WHAT TO WORK ON —
Set down exactly the entries below, beginning at their first line and ending at the line with "use crate::units;".

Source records
Start of Block

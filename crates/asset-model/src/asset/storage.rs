//! Electricity storage: batteries and similar devices.
//!
//! Nearly every attribute is fed by an external system. Only the power
//! setpoint gets a typed setter; feeds write through
//! [`AttributeMap::set_value`] with the descriptors below.

use lazy_static::lazy_static;

use crate::asset::device::{self, DeviceAttributes};
use crate::asset::{Asset, AssetDescriptor, AssetKind, HasAttributes};
use crate::error::ValidationError;
use crate::model::{
    meta_types, value_types, AttributeDescriptor, AttributeDescriptorBuilder, AttributeMap,
    AttributeValue, DescribeAttribute, ValueDescriptor,
};
use crate::units;

pub static ELECTRICITY_STORAGE: AssetDescriptor =
    AssetDescriptor::new("Electricity storage", "battery-charging", Some("1B7C89"));

fn sourced<T: AttributeValue>(
    name: &'static str,
    value_descriptor: &'static ValueDescriptor<T>,
) -> AttributeDescriptorBuilder<T> {
    AttributeDescriptor::builder(name, value_descriptor).externally_sourced()
}

fn in_unit<T: AttributeValue>(builder: AttributeDescriptorBuilder<T>, unit: &str) -> AttributeDescriptorBuilder<T> {
    builder.meta(&meta_types::UNIT_TYPE, unit.to_string())
}

fn read_only<T: AttributeValue>(builder: AttributeDescriptorBuilder<T>) -> AttributeDescriptorBuilder<T> {
    builder.meta(&meta_types::READ_ONLY, true)
}

lazy_static! {
    pub static ref STATUS: AttributeDescriptor<String> =
        read_only(sourced("status", &value_types::TEXT)).declare();
    pub static ref LEVELISED_COST_OF_STORAGE: AttributeDescriptor<f64> = in_unit(
        sourced("levelisedCostOfStorage", &value_types::POSITIVE_NUMBER),
        units::CURRENCY_EUR
    )
    .declare();
    pub static ref ENERGY_CAPACITY: AttributeDescriptor<f64> = read_only(in_unit(
        sourced("energyCapacity", &value_types::POSITIVE_NUMBER),
        units::ENERGY_KILOWATT_HOUR
    ))
    .declare();
    pub static ref ENERGY_IN_PERCENTAGE: AttributeDescriptor<i32> =
        sourced("energyInPercentage", &value_types::PERCENTAGE_INTEGER_0_100).declare();
    pub static ref ENERGY_IN: AttributeDescriptor<f64> = read_only(in_unit(
        sourced("energyIn", &value_types::POSITIVE_NUMBER),
        units::ENERGY_KILOWATT_HOUR
    ))
    .declare();
    pub static ref ENERGY_CAPACITY_REMAINING: AttributeDescriptor<f64> = read_only(in_unit(
        sourced("energyCapacityRemaining", &value_types::POSITIVE_NUMBER),
        units::ENERGY_KILOWATT_HOUR
    ))
    .declare();
    pub static ref ENERGY_IN_TOTAL: AttributeDescriptor<f64> = read_only(in_unit(
        sourced("energyInTotal", &value_types::POSITIVE_NUMBER),
        units::ENERGY_KILOWATT_HOUR
    ))
    .declare();
    pub static ref ENERGY_OUT_TOTAL: AttributeDescriptor<f64> = read_only(in_unit(
        sourced("energyOutTotal", &value_types::POSITIVE_NUMBER),
        units::ENERGY_KILOWATT_HOUR
    ))
    .declare();
    pub static ref POWER_CAPACITY_IN: AttributeDescriptor<f64> = in_unit(
        sourced("powerCapacityIn", &value_types::POSITIVE_NUMBER),
        units::POWER_KILOWATT
    )
    .declare();
    pub static ref POWER_CAPACITY_OUT: AttributeDescriptor<f64> = in_unit(
        sourced("powerCapacityOut", &value_types::POSITIVE_NUMBER),
        units::POWER_KILOWATT
    )
    .declare();
    pub static ref POWER_TOTAL: AttributeDescriptor<f64> = read_only(in_unit(
        sourced("powerTotal", &value_types::POSITIVE_NUMBER),
        units::POWER_KILOWATT
    ))
    .declare();
    pub static ref POWER_SETPOINT: AttributeDescriptor<f64> = in_unit(
        sourced("powerSetpoint", &value_types::POSITIVE_NUMBER),
        units::POWER_KILOWATT
    )
    .declare();
    pub static ref CHARGE_CYCLES: AttributeDescriptor<i32> =
        read_only(sourced("chargeCycles", &value_types::POSITIVE_INTEGER)).declare();
    pub static ref FINANCIAL_WALLET: AttributeDescriptor<f64> = in_unit(
        sourced("financialWallet", &value_types::POSITIVE_NUMBER),
        units::CURRENCY_EUR
    )
    .declare();
    pub static ref CARBON_WALLET: AttributeDescriptor<i32> = read_only(in_unit(
        sourced("carbonWallet", &value_types::POSITIVE_INTEGER),
        units::MASS_KILOGRAM
    ))
    .declare();
}

/// Typed façade over an electricity storage asset.
#[derive(Debug, Clone, PartialEq)]
pub struct ElectricityStorage {
    asset: Asset,
}

impl ElectricityStorage {
    pub fn new(name: impl Into<String>) -> Self {
        Self {
            asset: Asset::new(name, &ELECTRICITY_STORAGE),
        }
    }

    pub fn status(&self) -> Option<String> {
        self.attributes().value(&*STATUS)
    }

    /// Cost per kWh stored over the lifetime of the device, in EUR.
    pub fn levelised_cost_of_storage(&self) -> Option<f64> {
        self.attributes().value(&*LEVELISED_COST_OF_STORAGE)
    }

    pub fn energy_capacity(&self) -> Option<f64> {
        self.attributes().value(&*ENERGY_CAPACITY)
    }

    pub fn energy_in_percentage(&self) -> Option<i32> {
        self.attributes().value(&*ENERGY_IN_PERCENTAGE)
    }

    pub fn energy_in(&self) -> Option<f64> {
        self.attributes().value(&*ENERGY_IN)
    }

    pub fn energy_capacity_remaining(&self) -> Option<f64> {
        self.attributes().value(&*ENERGY_CAPACITY_REMAINING)
    }

    pub fn energy_in_total(&self) -> Option<f64> {
        self.attributes().value(&*ENERGY_IN_TOTAL)
    }

    pub fn energy_out_total(&self) -> Option<f64> {
        self.attributes().value(&*ENERGY_OUT_TOTAL)
    }

    pub fn power_capacity_in(&self) -> Option<f64> {
        self.attributes().value(&*POWER_CAPACITY_IN)
    }

    pub fn power_capacity_out(&self) -> Option<f64> {
        self.attributes().value(&*POWER_CAPACITY_OUT)
    }

    pub fn power_total(&self) -> Option<f64> {
        self.attributes().value(&*POWER_TOTAL)
    }

    pub fn power_setpoint(&self) -> Option<f64> {
        self.attributes().value(&*POWER_SETPOINT)
    }

    pub fn set_power_setpoint(&mut self, kilowatts: f64) -> Result<(), ValidationError> {
        self.attributes_mut().set_value(&*POWER_SETPOINT, kilowatts)
    }

    pub fn charge_cycles(&self) -> Option<i32> {
        self.attributes().value(&*CHARGE_CYCLES)
    }

    pub fn financial_wallet(&self) -> Option<f64> {
        self.attributes().value(&*FINANCIAL_WALLET)
    }

    /// Carbon saved, in kg.
    pub fn carbon_wallet(&self) -> Option<i32> {
        self.attributes().value(&*CARBON_WALLET)
    }
}

impl HasAttributes for ElectricityStorage {
    fn attributes(&self) -> &AttributeMap {
        self.asset.attributes()
    }

    fn attributes_mut(&mut self) -> &mut AttributeMap {
        self.asset.attributes_mut()
    }
}

impl DeviceAttributes for ElectricityStorage {}

impl AssetKind for ElectricityStorage {
    fn descriptor() -> &'static AssetDescriptor {
        &ELECTRICITY_STORAGE
    }

    fn vocabulary() -> Vec<&'static dyn DescribeAttribute> {
        let mut vocabulary = device::vocabulary();
        vocabulary.extend([
            &*STATUS as &dyn DescribeAttribute,
            &*LEVELISED_COST_OF_STORAGE,
            &*ENERGY_CAPACITY,
            &*ENERGY_IN_PERCENTAGE,
            &*ENERGY_IN,
            &*ENERGY_CAPACITY_REMAINING,
            &*ENERGY_IN_TOTAL,
            &*ENERGY_OUT_TOTAL,
            &*POWER_CAPACITY_IN,
            &*POWER_CAPACITY_OUT,
            &*POWER_TOTAL,
            &*POWER_SETPOINT,
            &*CHARGE_CYCLES,
            &*FINANCIAL_WALLET,
            &*CARBON_WALLET,
        ]);
        vocabulary
    }

    fn from_asset(asset: Asset) -> Result<Self, Asset> {
        if asset.is_kind(&ELECTRICITY_STORAGE) {
            Ok(Self { asset })
        } else {
            Err(asset)
        }
    }

    fn asset(&self) -> &Asset {
        &self.asset
    }

    fn into_asset(self) -> Asset {
        self.asset
    }
}

#[cfg(test)]
mod tests {
    use super::*;

    #[test]
    fn test_unset_reads_are_absent() {
        let battery = ElectricityStorage::new("battery-1");
        assert_eq!(battery.charge_cycles(), None);
        assert_eq!(battery.energy_capacity(), None);
        assert_eq!(battery.status(), None);
        assert!(battery.attributes().is_empty());
    }

    #[test]
    fn test_feed_writes_through_map() {
        let mut battery = ElectricityStorage::new("battery-1");
        let feed = battery.attributes_mut();
        feed.set_value(&*ENERGY_CAPACITY, 13.5).unwrap();
        feed.set_value(&*ENERGY_IN_PERCENTAGE, 64).unwrap();
        feed.set_value(&*CHARGE_CYCLES, 212).unwrap();
        assert!(feed.set_value(&*ENERGY_IN, -1.0).is_err());

        assert_eq!(battery.energy_capacity(), Some(13.5));
        assert_eq!(battery.energy_in_percentage(), Some(64));
        assert_eq!(battery.charge_cycles(), Some(212));
        assert_eq!(battery.energy_in(), None);
    }

    #[test]
    fn test_power_setpoint() {
        let mut battery = ElectricityStorage::new("battery-1");
        battery.set_power_setpoint(4.2).unwrap();
        assert!(battery.set_power_setpoint(f64::NAN).is_err());
        assert_eq!(battery.power_setpoint(), Some(4.2));
    }

    #[test]
    fn test_power_setpoint_rejects_infinity() {
        let mut battery = ElectricityStorage::new("battery-1");
        assert!(battery.set_power_setpoint(f64::INFINITY).is_err());
        assert_eq!(battery.power_setpoint(), None);
        assert!(!battery.attributes().contains_named("powerSetpoint"));

        battery.set_power_setpoint(2.0).unwrap();
        assert!(battery.set_power_setpoint(f64::INFINITY).is_err());
        assert_eq!(battery.power_setpoint(), Some(2.0));
    }

    #[test]
    fn test_units_and_read_only_flags() {
        assert!(ENERGY_CAPACITY.is_read_only());
        assert_eq!(ENERGY_CAPACITY.unit_type().as_deref(), Some(units::ENERGY_KILOWATT_HOUR));
        assert!(!POWER_SETPOINT.is_read_only());
        assert_eq!(POWER_SETPOINT.unit_type().as_deref(), Some(units::POWER_KILOWATT));
        assert_eq!(CARBON_WALLET.unit_type().as_deref(), Some(units::MASS_KILOGRAM));
        assert!(CHARGE_CYCLES.is_read_only());
        assert_eq!(CHARGE_CYCLES.unit_type(), None);
        assert_eq!(ENERGY_IN_PERCENTAGE.meta().len(), 0);
    }

    #[test]
    fn test_vocabulary_is_complete_and_consistent() {
        assert_eq!(ElectricityStorage::vocabulary().len(), 4 + 15);
        assert!(ElectricityStorage::vocabulary()
            .iter()
            .all(|descriptor| descriptor.is_externally_sourced()
                || ["notes", "tags", "manufacturer", "model"].contains(&descriptor.name())));
        assert!(ElectricityStorage::schema().is_ok());
    }
}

End of Block

WRITTEN REPLY —
filename crates/asset-model/src/asset/storage.rs
//! Electricity storage: batteries and similar devices.
//!
//! Nearly every attribute is fed by an external system. Only the power
//! setpoint gets a typed setter; feeds write through
//! [`AttributeMap::set_value`] with the descriptors below.

use lazy_static::lazy_static;

use crate::asset::device::{self, DeviceAttributes};
use crate::asset::{Asset, AssetDescriptor, AssetKind, HasAttributes};
use crate::error::ValidationError;
use crate::model::{
    meta_types, value_types, AttributeDescriptor, AttributeDescriptorBuilder, AttributeMap,
    AttributeValue, DescribeAttribute, ValueDescriptor,
};
use crate::units;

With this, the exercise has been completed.